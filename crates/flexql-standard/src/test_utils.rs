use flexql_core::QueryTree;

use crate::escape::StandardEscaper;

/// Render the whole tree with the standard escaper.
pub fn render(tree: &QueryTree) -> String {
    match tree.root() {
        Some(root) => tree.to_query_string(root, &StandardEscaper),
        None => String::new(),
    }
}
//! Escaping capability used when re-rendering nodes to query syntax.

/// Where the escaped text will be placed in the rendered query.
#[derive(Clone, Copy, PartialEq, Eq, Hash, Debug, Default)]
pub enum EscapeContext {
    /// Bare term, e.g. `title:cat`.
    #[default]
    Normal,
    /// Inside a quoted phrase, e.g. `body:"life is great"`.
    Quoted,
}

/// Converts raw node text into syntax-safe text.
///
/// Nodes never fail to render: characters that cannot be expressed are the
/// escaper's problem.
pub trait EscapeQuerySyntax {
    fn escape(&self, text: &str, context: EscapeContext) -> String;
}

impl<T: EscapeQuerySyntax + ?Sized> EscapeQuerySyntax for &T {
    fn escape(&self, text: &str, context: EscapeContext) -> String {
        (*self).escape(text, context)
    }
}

──────────

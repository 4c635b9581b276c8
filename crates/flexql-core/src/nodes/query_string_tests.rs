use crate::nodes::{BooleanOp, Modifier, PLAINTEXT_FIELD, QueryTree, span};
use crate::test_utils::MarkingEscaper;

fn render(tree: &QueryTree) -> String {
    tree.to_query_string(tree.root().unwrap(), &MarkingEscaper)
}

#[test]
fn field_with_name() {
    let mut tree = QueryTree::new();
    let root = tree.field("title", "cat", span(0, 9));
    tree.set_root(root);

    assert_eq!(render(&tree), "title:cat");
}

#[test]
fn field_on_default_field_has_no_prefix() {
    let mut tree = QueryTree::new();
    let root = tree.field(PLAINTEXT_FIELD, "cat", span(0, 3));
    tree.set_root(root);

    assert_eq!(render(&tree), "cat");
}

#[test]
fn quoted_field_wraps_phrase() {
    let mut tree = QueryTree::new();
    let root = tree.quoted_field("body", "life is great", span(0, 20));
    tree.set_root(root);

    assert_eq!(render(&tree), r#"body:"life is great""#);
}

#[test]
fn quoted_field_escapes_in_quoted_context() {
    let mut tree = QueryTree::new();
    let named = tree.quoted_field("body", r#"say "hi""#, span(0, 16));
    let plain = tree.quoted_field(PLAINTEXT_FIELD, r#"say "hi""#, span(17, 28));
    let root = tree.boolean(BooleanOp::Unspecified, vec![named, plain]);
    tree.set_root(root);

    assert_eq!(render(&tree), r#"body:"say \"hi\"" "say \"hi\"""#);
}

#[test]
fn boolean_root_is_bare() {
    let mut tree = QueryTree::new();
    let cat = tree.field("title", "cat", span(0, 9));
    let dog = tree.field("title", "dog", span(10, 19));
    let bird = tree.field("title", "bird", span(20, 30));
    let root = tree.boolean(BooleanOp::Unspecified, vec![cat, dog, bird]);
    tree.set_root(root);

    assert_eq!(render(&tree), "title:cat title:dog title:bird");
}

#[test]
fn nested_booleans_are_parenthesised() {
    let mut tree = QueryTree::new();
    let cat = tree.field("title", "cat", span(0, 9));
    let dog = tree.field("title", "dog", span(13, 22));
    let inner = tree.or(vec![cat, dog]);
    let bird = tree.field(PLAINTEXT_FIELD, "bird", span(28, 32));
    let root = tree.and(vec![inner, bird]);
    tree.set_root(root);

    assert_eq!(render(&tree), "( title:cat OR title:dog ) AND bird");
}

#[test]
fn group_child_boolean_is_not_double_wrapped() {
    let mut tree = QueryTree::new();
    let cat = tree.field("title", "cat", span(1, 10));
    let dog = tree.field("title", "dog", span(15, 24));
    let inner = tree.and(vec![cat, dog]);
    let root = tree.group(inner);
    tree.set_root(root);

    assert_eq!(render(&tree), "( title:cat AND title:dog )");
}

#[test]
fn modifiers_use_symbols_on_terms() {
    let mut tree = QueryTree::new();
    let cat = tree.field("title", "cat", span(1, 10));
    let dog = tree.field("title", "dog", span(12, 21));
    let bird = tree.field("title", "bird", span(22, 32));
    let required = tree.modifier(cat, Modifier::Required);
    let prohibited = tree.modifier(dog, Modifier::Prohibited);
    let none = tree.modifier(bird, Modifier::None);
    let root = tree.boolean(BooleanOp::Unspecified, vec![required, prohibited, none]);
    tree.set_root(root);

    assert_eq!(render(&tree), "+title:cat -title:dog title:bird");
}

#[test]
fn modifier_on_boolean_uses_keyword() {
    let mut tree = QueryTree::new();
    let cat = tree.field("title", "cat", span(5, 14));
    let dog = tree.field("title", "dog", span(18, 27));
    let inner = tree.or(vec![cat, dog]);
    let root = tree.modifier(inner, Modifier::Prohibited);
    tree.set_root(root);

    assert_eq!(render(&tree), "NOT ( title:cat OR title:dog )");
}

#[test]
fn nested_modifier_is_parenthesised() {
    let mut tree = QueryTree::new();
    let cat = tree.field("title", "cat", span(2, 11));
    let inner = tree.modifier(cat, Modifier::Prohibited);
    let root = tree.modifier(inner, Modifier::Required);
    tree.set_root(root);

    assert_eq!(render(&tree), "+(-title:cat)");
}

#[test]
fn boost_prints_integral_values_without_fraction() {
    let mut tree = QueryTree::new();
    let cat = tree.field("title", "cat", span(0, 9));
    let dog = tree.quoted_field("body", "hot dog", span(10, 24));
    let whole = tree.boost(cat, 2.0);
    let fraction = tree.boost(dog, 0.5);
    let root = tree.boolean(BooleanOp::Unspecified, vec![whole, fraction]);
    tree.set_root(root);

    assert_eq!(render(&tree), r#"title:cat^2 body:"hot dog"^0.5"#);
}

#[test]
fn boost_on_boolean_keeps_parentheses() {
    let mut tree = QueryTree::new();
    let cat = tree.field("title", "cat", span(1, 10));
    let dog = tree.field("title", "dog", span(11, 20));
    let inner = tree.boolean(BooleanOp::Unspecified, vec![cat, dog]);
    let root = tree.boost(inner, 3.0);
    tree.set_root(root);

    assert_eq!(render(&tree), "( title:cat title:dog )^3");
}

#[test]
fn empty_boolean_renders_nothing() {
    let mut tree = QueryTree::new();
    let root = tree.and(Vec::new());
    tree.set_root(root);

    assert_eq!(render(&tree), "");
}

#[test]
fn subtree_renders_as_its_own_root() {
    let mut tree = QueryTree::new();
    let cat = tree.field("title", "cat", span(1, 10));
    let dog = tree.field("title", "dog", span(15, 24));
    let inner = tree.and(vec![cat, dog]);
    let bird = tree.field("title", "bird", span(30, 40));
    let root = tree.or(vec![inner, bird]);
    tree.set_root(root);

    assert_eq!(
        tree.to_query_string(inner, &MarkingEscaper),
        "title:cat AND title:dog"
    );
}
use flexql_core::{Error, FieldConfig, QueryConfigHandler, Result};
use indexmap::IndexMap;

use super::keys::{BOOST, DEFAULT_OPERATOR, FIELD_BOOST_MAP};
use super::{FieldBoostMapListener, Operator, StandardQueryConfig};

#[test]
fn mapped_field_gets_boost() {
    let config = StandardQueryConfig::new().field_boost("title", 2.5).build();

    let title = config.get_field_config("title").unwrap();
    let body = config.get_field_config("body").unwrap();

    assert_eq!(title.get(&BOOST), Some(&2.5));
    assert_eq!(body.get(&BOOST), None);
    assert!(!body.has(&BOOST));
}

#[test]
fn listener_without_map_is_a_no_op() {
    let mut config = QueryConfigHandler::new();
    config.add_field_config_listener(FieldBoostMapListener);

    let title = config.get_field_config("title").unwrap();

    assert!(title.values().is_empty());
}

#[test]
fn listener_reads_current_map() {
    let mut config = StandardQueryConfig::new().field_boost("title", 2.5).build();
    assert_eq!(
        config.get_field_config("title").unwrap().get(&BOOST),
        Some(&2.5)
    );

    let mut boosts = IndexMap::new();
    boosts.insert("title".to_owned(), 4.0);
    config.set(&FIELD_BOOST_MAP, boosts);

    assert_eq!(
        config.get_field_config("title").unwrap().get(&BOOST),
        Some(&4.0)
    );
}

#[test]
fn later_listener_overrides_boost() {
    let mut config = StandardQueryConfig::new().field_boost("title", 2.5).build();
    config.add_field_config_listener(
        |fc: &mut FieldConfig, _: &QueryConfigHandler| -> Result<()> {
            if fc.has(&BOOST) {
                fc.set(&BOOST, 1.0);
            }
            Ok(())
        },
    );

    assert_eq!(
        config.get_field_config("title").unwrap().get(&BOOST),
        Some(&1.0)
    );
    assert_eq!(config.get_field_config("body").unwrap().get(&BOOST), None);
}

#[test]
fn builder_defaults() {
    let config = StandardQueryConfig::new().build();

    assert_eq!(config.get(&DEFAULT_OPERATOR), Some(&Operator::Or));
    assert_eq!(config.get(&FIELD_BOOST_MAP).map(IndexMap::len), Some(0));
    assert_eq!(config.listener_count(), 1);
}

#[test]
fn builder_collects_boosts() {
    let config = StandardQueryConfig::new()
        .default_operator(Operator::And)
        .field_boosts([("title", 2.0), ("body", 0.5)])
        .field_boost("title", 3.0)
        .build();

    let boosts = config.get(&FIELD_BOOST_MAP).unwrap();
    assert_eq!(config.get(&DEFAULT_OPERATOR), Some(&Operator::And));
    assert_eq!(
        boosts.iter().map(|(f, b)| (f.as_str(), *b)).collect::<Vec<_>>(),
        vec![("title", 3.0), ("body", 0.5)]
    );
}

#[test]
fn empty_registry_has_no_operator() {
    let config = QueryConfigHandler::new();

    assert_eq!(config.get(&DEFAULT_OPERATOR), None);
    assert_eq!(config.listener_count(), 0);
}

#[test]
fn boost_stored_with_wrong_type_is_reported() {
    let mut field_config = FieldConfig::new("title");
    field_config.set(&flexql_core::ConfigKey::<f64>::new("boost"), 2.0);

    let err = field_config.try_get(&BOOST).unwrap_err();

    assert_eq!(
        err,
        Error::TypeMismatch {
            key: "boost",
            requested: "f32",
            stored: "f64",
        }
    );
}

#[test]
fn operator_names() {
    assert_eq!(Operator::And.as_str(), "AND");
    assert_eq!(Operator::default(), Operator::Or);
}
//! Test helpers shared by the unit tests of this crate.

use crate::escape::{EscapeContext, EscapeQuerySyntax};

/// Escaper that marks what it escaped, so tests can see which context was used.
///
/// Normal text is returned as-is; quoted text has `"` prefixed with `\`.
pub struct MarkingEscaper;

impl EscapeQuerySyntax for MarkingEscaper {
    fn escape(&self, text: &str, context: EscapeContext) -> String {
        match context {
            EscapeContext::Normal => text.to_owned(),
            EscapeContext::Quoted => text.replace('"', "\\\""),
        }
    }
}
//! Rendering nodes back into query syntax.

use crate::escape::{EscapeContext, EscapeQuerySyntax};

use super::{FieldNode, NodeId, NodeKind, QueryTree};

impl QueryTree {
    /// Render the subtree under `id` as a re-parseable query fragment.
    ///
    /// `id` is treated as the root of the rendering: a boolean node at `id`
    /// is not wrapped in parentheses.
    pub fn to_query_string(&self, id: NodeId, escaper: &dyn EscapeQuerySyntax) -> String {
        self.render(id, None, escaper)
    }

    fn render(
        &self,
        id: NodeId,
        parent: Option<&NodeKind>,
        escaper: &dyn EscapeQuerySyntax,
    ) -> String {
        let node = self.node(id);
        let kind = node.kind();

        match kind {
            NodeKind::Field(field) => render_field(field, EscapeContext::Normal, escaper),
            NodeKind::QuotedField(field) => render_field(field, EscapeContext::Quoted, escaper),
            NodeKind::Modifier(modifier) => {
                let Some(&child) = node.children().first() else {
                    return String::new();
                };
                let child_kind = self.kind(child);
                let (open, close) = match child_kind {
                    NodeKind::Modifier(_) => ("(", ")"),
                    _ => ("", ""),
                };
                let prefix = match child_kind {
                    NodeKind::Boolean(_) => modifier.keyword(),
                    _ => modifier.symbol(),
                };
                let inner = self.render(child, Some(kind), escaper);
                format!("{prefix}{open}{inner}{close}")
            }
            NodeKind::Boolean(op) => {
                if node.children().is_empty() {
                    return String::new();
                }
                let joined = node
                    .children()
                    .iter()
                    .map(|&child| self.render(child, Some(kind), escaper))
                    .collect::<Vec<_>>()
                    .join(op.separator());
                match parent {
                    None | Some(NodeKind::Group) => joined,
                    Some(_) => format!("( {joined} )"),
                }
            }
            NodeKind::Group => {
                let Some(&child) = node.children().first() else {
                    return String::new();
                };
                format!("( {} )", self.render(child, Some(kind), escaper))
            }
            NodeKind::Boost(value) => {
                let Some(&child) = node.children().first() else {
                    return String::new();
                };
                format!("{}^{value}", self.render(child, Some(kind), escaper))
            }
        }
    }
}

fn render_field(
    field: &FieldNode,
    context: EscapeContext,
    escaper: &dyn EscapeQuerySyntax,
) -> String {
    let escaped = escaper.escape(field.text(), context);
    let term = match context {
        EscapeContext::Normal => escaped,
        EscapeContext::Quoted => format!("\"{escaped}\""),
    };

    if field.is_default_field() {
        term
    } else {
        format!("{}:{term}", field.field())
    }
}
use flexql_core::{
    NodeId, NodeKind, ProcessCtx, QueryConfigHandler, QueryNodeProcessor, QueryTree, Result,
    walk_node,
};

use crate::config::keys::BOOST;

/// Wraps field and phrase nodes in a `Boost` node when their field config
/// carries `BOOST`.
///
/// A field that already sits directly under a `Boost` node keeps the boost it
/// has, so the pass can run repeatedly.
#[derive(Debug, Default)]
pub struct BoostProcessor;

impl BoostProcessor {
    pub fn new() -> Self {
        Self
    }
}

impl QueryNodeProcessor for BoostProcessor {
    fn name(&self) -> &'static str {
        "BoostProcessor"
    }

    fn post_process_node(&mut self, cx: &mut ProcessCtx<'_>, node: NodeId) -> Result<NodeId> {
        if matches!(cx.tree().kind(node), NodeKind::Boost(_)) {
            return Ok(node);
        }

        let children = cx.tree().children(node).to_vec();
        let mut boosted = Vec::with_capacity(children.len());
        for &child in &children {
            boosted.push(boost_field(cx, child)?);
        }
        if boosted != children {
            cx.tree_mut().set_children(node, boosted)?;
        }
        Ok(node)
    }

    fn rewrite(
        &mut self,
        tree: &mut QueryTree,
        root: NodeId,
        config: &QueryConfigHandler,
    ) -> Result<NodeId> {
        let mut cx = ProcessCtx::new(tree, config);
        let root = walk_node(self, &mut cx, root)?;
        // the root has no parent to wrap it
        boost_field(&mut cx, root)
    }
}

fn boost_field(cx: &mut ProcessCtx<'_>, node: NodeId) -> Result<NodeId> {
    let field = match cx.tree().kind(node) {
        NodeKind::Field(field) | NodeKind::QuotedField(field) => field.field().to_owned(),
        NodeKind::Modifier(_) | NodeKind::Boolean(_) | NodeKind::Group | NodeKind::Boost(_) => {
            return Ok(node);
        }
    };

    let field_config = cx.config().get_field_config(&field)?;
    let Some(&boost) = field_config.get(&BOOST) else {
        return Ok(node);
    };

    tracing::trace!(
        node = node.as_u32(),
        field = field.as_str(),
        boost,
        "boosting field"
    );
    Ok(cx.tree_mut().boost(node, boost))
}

──────────

▸ Required action:
Filter the entries down to the lines with the word "escaped" in them, and copy those lines.

▸ Solution:
/// Where the escaped text will be placed in the rendered query.
/// Escaper that marks what it escaped, so tests can see which context was used.
    let escaped = escaper.escape(field.text(), context);
        EscapeContext::Normal => escaped,
        EscapeContext::Quoted => format!("\"{escaped}\""),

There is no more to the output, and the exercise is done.